Vincent du Vigneaud (May 18, 1901 – December 11, 1978) was an American biochemist. He was recipient of the 1955 Nobel Prize in Chemistry "for his work on biochemically important sulphur compounds, especially for the first synthesis of a polypeptide hormone,"[1] a reference to his work on the peptide hormoneoxytocin.
Biography
Vincent du Vigneaud was born in Chicago in 1901, the son of French inventor and mechanic Alfred du Vigneaud and Mary Theresa.[2] He studied at the Schurz High School and completed secondary education in 1918. His interest in sulfur began when he entered high school and his new friends invited him to run chemical experiments on explosives using sulfur. During World War I, senior students were made to work on farms, and du Vigneaud worked near Caledonia, Illinois.[3] There he became an expert in milking cows, which inspired him to become a farmer. However, his elder sister, Beatrice, persuaded him to take up chemistry at the University of Illinois at Urbana-Champaign, after which he enrolled in the chemical engineering course. He later recalled:
I found during the first year that it was chemistry rather than engineering that appealed to me most. I switched to a major in chemistry, since I was deeply impressed by the senior student's work, especially in organic chemistry. I also found that I was most interested in those aspects of organic chemistry that had to do with medical substances and began to develop an interest in biochemistry.[2]
His interest was aroused by lectures of Carl Shipp Marvel[2] and Howard B. Lewis, whom he remembered as being 'extremely enthusiastic about sulfur."[4] With little support from the family, he found odd jobs to support himself.[3] After receiving his MS in 1924 he joined DuPont.[2]
He married Zella Zon Ford, whom he met on June 12, 1924, while working as a waiter during his university course. During the fall of 1924, Marvel found him a job as an assistant biochemist at the Philadelphia General Hospital that helped him to teach clinical chemistry at the Graduate School of Medicine, University of Pennsylvania. Marvel would pay for the trip to Pennsylvania in exchange for du Vigneaud's preparation of 10 pounds of cupferron.[3] Resuming his academic career in 1925, du Vigneaud joined the group of John R. Murlin at the University of Rochester for his PhDthesis. He graduated in 1927 with his work The Sulfur of Insulin.[2]
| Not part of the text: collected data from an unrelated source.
//! Error types for the Mailchimp client core.
//!
//! # Design
//! Callers need to tell "could not reach the service" apart from "the service
//! rejected the request", so transport failures and remote-reported failures
//! are separate variants of `ChimpError`. Partial batch failures are not
//! errors at all; they come back as data in the batch result types.

use std::fmt;

use serde::{Deserialize, Serialize};
use thiserror::Error;

/// Convenience alias used by every `Connection` operation.
pub type Result<T> = std::result::Result<T, ChimpError>;

/// Errors returned by `Connection` operations.
#[derive(Debug, Error)]
pub enum ChimpError {
    /// The request never produced a usable HTTP response.
    #[error("transport failure: {0}")]
    Transport(#[from] TransportError),

    /// The remote API reported a failure for this action.
    #[error("{0}")]
    Api(#[from] ApiError),

    /// A success response did not match the action's result shape.
    #[error("unexpected response for {method}: {source}")]
    Decode {
        method: String,
        #[source]
        source: serde_json::Error,
    },

    /// Caller-supplied parameters could not be turned into request fields.
    #[error("failed to encode parameters: {0}")]
    Encode(#[source] serde_json::Error),

    #[error("configuration error: {0}")]
    Config(#[from] ConfigError),

    /// `list_interest_groups` found no grouping with this id on the list.
    #[error("interest grouping {0} not found")]
    UnknownGrouping(u64),
}

impl ChimpError {
    /// The remote error, if this is an API-reported failure.
    pub fn as_api(&self) -> Option<&ApiError> {
        match self {
            ChimpError::Api(err) => Some(err),
            _ => None,
        }
    }
}

/// Failures below the API layer: network, TLS, or a non-2xx status whose
/// body is not an API error object.
#[derive(Debug, Error)]
pub enum TransportError {
    #[error("request failed: {0}")]
    Network(#[from] ureq::Error),

    #[error("I/O error: {0}")]
    Io(#[from] std::io::Error),

    #[error("HTTP {status}: {body}")]
    Status { status: u16, body: String },
}

/// A failure reported by the remote API, carried verbatim.
#[derive(Debug, Clone, PartialEq, Eq, Error)]
#[error("API error{}: {message}", .code.as_ref().map(|code| format!(" {code}")).unwrap_or_default())]
pub struct ApiError {
    pub code: Option<ErrorCode>,
    pub message: String,
}

/// The remote `code` field, kept exactly as sent. Numbers keep their JSON
/// form, so floats and values beyond `i64` survive.
#[derive(Debug, Clone, PartialEq, Eq, Serialize, Deserialize)]
#[serde(untagged)]
pub enum ErrorCode {
    Number(serde_json::Number),
    Text(String),
    Other(serde_json::Value),
}

impl ErrorCode {
    /// Classify a raw `code` value; `null` counts as no code.
    pub fn from_json(value: &serde_json::Value) -> Option<Self> {
        match value {
            serde_json::Value::Null => None,
            serde_json::Value::Number(n) => Some(ErrorCode::Number(n.clone())),
            serde_json::Value::String(s) => Some(ErrorCode::Text(s.clone())),
            other => Some(ErrorCode::Other(other.clone())),
        }
    }

    pub fn as_i64(&self) -> Option<i64> {
        match self {
            ErrorCode::Number(n) => n.as_i64(),
            _ => None,
        }
    }
}

impl fmt::Display for ErrorCode {
    fn fmt(&self, f: &mut fmt::Formatter<'_>) -> fmt::Result {
        match self {
            ErrorCode::Number(n) => write!(f, "{n}"),
            ErrorCode::Text(s) => f.write_str(s),
            ErrorCode::Other(v) => write!(f, "{v}"),
        }
    }
}

impl From<i64> for ErrorCode {
    fn from(n: i64) -> Self {
        ErrorCode::Number(n.into())
    }
}

#[derive(Debug, Error)]
pub enum ConfigError {
    #[error("environment variable {0} is not set")]
    MissingEnv(&'static str),

    #[error("invalid endpoint {url}: {source}")]
    InvalidEndpoint {
        url: String,
        #[source]
        source: url::ParseError,
    },
}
In 1974, du Vigneaud had a stroke which forced his retirement. He died in 1978, one year after his wife's death in 1977.[2]
Scientific contributions
Du Vigneaud's career was characterized by an interest in sulfur-containing peptides, proteins, and especially peptide hormones. Even before his Nobel-Prize-winning work[1] on elucidating and synthesizing oxytocin[5] and vasopressin via manipulating the AVP gene, he had established a reputation from his research on insulin, biotin, transmethylation, and penicillin.[6]
He also carried out a series of structure-activity relationships for oxytocin and vasopressin, perhaps the first of their type for peptides. That work culminated in the publication of a book entitled A Trail of Research in Sulphur Chemistry and Metabolism and Related Fields.